Come potete vedere la performance di Corrado sulla tv che strumentalizza il dolore, le tragedie, il sangue per fare audience è ancora assolutamente attuale:
“Dolore fisico dolore fisico DOLORE FISICOOOOO
il caso Moby Prince, o come si pronuncia, i marinai che ardono aspettando una lancia. Ecco un’altra Ustica di cui nessuno parla, io voglio un’altra Ustica per intervistarla! C’è molto più dolore in quegli uomini lessi, di quanto Lio Beghin abbia insegnato a quei fessi…le scelte sono tante ognuno fa le sue…il mostro di Milwaukee e il mostro di Raidue!! ahahahahah! Essere o non essere questo è il problema, badate di non essere mai a cena con D’Alema. C’è una ragion per vivere e una per morire, ma nel secondo caso mi dovete avvertire. Tutto quello che non vi hanno detto, tutto quello che non vi hanno fatto, noi ve lo diciamo! Noi ve lo facciamo! Che splendidi dettagli dettagli dentro un corpo umano!! Poi l’unico superstite, che sia sopravvissuto, la madre è paralitica, il padre sordomuto. Pozzanghere di sangue sul letto e sulle mura, pezzi di cervello in mezzo alla verdura. E poi ancora i cani e i gatti spiaccicati, scollati dall’asfalto saranno intervistati. La tv di servizio, ti toglie lo sfizio, la tv del dolore fa bene all’amore!! (x 2) Ma che ne so? Cosa mi prende? E’ un’euforia! No no, togliete quelle bende! Vogliamo vedere! Vogliamo sapere!

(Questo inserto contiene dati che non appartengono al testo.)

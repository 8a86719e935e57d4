//! A strict parser for scalar JSON documents.
//!
//! The accepted grammar is the scalar subset of [RFC 8259]: a single `null`,
//! `true`, `false` or number, optionally surrounded by whitespace. Parsing
//! never allocates and never panics on malformed input; every failure is
//! reported as a [`ParserError`] carrying an [`ErrorKind`] and a position.
//!
//! ```rust
//! use scalarjson::{ErrorKind, Value, parse};
//!
//! assert_eq!(parse(" -1.5E-3 ").unwrap(), Value::Number(-0.0015));
//! assert_eq!(parse("0123").unwrap_err().kind(), ErrorKind::InvalidValue);
//! ```
//!
//! [RFC 8259]: https://datatracker.ietf.org/doc/html/rfc8259

#![no_std]

#[cfg(test)]
extern crate std;

mod error;
mod options;
mod parser;
mod value;

#[cfg(test)]
mod tests;

pub use error::{ErrorKind, ParseStatus, ParserError};
pub use options::ParserOptions;
pub use parser::{
    Parser, parse, parse_status, parse_status_with_options, parse_with_options,
};
pub use value::{Value, ValueType};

Qualcosa di più!!! Signore, dacci sempre sangue in tv!! siiiiiii siiiiiiiii sangue in tv!!!!”
4 gennaio 2008 alle 03:07
La mia variante
“Buonumore Buonumore voglio BUONUMOREEEEE
Un incidente di fabbrica, una strage di provincia, calciatori doppati senza avere una partaccia. Sono tante Ustica da evitar per bene, NON voglio un’altra Ustica per intervistarla! C’è troppo dolore in questo mucchio di fessi, più di quanto i reality stessi…le scelte sono tante ognuno fa le sue…il mostro di Garlasco e il mostro di Segrate!!
Essere o non essere questo è il problema, molto meglio essere a cena con D’Alema. C’è una ragion per vivere e una per morire, solo nel primo caso mi dovete avvertire. Tutto il male che vi hanno detto, tutto il male che vi hanno fatto, noi non lo diciamo! Noi non lo facciamo! Che son sordidi i dettagli di un corpo umano!! Odio l’unico superstite, che non è sopravvissuto, con la mente paralitica e il cervello sordomuto. Pozzanghere di vomito nel cuore e nell’anima, pezzi di morale che vanno in disanima. E poi ancora i cani e i gatti accalappiati, che per rispetto non vanno intervistati. La tv di servizio ti manda in ospizio, la tv del dolore fa crepare il cuore!! (x 2) Siamo dei pazzi! Spegni quel video! E’ una pazzia! No non togliete quelle bende! Non vogliamo vedere! Non vogliamo sapere! Nient’altro di più!!! Basta con questa schifosa violenza in Tv!! No!!!!No alla violenza in TV!!!”